*** Records supplied

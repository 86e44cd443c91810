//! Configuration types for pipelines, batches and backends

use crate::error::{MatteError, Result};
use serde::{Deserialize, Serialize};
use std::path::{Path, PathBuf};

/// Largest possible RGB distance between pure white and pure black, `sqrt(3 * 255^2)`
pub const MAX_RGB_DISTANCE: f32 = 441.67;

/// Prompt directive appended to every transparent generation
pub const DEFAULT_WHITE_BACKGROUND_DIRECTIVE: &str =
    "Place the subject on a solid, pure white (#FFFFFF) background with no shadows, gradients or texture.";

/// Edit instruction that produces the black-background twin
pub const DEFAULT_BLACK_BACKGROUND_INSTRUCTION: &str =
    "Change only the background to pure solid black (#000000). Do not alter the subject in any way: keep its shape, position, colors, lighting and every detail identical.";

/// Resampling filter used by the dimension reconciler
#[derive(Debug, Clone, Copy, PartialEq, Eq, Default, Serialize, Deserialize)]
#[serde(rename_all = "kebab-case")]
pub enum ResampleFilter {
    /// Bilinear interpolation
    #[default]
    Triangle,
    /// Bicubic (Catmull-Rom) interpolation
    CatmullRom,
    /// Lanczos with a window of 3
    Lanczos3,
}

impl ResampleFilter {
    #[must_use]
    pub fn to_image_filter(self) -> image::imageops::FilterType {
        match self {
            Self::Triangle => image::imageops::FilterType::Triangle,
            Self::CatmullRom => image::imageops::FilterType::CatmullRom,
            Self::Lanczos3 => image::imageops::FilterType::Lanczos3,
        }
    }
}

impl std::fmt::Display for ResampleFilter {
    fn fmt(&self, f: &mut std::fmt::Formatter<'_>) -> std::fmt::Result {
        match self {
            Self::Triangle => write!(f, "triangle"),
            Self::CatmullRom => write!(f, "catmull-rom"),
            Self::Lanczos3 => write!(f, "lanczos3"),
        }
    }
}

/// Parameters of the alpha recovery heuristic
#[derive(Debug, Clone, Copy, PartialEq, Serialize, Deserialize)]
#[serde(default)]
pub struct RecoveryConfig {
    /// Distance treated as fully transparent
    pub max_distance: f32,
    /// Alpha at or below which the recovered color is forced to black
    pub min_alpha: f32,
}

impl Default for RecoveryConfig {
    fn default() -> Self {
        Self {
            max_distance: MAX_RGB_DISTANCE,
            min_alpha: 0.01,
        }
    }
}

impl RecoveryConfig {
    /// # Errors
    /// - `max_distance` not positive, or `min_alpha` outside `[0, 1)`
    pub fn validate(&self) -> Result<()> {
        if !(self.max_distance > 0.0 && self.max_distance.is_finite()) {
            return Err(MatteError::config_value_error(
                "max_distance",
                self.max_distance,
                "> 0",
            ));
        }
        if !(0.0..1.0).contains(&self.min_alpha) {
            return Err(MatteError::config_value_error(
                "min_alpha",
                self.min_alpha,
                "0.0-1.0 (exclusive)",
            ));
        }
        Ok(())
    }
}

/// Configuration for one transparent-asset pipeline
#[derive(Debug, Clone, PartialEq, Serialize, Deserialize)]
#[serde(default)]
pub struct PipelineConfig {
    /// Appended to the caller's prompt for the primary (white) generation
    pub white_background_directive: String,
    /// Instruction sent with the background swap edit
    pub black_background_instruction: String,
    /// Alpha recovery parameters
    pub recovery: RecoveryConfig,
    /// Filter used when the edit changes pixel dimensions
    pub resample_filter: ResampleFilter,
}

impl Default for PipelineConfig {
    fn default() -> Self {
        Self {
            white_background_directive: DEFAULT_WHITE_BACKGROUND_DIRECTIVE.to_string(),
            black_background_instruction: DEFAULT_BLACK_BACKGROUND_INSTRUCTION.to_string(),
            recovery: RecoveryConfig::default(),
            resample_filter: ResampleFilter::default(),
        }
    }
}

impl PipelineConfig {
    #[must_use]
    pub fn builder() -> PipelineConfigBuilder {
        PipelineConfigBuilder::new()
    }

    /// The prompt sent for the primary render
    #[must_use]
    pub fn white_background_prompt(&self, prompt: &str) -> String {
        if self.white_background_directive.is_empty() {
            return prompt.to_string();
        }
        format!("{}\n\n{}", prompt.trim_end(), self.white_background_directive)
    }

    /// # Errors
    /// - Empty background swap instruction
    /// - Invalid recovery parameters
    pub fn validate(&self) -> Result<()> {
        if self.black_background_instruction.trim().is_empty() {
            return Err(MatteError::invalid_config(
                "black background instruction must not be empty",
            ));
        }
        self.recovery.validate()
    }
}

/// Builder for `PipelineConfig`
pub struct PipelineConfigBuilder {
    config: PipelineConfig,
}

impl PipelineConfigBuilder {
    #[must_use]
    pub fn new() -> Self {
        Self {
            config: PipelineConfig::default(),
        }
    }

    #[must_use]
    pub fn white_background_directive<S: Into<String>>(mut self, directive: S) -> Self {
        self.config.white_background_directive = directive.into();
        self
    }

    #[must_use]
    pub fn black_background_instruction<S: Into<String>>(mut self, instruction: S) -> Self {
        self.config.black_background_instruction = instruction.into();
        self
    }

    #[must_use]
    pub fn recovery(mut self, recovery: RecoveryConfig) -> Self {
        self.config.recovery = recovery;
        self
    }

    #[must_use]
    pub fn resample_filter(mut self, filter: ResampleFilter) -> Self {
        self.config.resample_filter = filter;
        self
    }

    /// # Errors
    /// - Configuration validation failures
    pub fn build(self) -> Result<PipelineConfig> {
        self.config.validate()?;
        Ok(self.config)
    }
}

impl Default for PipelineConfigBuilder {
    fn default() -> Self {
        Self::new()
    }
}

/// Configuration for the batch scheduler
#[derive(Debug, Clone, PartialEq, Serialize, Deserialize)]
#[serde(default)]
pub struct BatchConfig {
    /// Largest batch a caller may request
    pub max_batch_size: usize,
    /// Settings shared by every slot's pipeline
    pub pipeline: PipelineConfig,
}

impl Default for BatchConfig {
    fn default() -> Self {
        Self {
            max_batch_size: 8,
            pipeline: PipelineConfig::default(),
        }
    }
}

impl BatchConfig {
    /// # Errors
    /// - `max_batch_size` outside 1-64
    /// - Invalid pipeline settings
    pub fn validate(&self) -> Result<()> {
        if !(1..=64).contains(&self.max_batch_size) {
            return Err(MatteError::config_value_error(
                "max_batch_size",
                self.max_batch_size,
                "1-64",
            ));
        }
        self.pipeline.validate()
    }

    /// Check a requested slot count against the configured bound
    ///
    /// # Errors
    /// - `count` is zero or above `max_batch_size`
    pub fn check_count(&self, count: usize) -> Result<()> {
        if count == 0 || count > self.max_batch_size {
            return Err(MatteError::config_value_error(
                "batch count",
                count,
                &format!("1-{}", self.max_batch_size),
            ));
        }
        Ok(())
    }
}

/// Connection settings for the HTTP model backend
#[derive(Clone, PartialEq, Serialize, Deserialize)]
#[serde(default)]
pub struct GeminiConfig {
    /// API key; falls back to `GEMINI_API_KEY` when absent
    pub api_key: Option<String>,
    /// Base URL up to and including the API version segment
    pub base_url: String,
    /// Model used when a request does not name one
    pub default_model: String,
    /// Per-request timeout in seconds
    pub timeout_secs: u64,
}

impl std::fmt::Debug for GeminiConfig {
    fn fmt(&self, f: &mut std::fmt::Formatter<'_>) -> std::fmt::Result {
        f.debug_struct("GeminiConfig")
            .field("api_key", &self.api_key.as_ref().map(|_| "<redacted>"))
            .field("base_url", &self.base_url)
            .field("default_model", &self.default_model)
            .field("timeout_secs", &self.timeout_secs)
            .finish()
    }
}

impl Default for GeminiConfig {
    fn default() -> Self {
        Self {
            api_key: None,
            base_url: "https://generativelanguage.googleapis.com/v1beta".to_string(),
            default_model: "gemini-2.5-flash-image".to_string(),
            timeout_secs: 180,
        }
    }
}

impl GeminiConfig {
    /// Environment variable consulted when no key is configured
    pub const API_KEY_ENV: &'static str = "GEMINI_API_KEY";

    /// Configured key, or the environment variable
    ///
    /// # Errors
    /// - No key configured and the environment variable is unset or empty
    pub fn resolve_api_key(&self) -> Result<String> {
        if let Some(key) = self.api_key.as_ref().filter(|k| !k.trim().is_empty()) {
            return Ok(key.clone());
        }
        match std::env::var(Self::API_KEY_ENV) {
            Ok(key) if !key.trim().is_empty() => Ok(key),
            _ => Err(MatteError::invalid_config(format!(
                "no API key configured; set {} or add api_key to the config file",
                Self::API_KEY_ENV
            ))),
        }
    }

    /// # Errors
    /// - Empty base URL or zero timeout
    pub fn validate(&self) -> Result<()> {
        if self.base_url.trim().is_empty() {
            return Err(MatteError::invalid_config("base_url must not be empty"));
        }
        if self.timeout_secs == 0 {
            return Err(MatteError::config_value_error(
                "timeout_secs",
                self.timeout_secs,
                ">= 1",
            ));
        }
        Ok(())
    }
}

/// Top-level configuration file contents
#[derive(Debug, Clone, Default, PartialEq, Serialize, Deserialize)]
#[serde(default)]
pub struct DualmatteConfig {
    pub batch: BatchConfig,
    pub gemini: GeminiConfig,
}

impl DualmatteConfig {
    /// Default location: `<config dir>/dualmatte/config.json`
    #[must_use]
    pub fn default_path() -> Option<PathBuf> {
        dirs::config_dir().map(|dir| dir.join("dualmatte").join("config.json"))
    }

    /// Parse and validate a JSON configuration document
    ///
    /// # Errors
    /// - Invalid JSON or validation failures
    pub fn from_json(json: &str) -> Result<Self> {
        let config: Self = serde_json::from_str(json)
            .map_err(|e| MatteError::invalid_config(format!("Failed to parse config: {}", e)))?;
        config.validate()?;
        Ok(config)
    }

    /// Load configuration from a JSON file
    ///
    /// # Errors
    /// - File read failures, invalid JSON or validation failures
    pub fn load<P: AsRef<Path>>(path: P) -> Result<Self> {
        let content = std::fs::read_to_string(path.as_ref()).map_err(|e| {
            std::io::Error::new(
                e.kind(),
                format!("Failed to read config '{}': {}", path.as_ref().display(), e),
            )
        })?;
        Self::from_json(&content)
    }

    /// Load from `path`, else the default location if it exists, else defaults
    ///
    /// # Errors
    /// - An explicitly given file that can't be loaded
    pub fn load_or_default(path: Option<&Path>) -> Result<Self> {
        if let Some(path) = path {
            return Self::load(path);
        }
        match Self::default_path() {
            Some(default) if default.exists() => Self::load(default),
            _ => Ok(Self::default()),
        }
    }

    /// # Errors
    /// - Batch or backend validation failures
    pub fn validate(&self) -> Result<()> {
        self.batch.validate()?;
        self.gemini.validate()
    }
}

******
*** Records supplied

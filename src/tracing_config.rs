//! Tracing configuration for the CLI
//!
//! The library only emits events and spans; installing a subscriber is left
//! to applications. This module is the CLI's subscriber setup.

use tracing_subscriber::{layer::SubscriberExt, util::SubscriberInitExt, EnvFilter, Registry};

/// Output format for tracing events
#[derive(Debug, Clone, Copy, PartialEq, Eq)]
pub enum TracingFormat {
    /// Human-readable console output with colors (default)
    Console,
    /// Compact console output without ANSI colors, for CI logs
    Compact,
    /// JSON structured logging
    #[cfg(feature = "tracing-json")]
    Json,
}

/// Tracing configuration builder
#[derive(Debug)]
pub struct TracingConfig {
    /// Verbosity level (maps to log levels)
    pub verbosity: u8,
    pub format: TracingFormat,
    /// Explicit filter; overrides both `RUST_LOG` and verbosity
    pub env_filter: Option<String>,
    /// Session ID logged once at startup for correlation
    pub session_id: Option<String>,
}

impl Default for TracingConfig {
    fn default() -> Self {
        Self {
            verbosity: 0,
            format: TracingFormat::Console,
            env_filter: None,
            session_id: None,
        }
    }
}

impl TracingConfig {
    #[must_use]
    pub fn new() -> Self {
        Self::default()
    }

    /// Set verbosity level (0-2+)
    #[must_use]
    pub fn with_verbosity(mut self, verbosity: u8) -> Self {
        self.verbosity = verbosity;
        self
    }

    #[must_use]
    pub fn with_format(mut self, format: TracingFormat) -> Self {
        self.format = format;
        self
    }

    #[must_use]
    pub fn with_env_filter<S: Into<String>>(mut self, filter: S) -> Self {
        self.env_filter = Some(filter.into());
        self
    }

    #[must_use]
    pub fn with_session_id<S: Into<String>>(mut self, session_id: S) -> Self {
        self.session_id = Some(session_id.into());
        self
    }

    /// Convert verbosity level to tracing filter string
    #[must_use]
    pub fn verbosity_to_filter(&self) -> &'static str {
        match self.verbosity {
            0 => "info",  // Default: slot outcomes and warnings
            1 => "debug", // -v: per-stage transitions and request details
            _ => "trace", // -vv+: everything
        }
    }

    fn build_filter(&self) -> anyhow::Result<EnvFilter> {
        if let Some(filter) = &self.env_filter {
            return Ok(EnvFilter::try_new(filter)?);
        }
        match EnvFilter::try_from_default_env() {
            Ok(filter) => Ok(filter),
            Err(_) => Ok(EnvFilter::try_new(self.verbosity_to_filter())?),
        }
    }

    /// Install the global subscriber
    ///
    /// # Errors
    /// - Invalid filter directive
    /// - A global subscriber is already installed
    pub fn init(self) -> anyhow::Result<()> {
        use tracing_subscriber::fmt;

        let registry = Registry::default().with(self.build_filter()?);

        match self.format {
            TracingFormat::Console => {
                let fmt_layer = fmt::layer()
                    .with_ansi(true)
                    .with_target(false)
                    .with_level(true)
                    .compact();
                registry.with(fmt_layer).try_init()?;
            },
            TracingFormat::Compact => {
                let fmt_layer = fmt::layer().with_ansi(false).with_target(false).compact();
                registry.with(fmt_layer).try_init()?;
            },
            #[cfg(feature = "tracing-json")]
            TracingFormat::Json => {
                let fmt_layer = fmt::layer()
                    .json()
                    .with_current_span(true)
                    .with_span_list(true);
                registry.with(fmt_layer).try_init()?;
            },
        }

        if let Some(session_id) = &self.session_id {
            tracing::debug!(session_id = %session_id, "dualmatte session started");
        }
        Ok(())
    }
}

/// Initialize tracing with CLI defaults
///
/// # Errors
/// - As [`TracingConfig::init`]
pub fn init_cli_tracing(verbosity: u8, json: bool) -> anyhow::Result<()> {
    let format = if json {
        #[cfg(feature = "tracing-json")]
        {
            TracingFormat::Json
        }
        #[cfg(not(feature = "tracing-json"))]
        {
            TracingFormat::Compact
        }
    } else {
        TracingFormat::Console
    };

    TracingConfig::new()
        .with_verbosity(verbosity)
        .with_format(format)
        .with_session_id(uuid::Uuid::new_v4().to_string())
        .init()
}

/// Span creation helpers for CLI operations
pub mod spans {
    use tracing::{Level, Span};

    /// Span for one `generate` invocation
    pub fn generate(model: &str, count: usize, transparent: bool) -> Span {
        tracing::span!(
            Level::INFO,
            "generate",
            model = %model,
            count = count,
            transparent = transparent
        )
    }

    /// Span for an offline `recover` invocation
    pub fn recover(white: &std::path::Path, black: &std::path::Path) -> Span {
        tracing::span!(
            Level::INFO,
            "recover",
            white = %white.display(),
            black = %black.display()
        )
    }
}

******

> **Work instructions**:
Extract exactly and only the lines above from the line containing "repository 86e44cd443c91810" through the line containing "the dimension reconciler", both end lines included.

> **Answer for the task**:
repository 86e44cd443c91810
//! Configuration types for pipelines, batches and backends

use crate::error::{MatteError, Result};
use serde::{Deserialize, Serialize};
use std::path::{Path, PathBuf};

/// Largest possible RGB distance between pure white and pure black, `sqrt(3 * 255^2)`
pub const MAX_RGB_DISTANCE: f32 = 441.67;

/// Prompt directive appended to every transparent generation
pub const DEFAULT_WHITE_BACKGROUND_DIRECTIVE: &str =
    "Place the subject on a solid, pure white (#FFFFFF) background with no shadows, gradients or texture.";

/// Edit instruction that produces the black-background twin
pub const DEFAULT_BLACK_BACKGROUND_INSTRUCTION: &str =
    "Change only the background to pure solid black (#000000). Do not alter the subject in any way: keep its shape, position, colors, lighting and every detail identical.";

/// Resampling filter used by the dimension reconciler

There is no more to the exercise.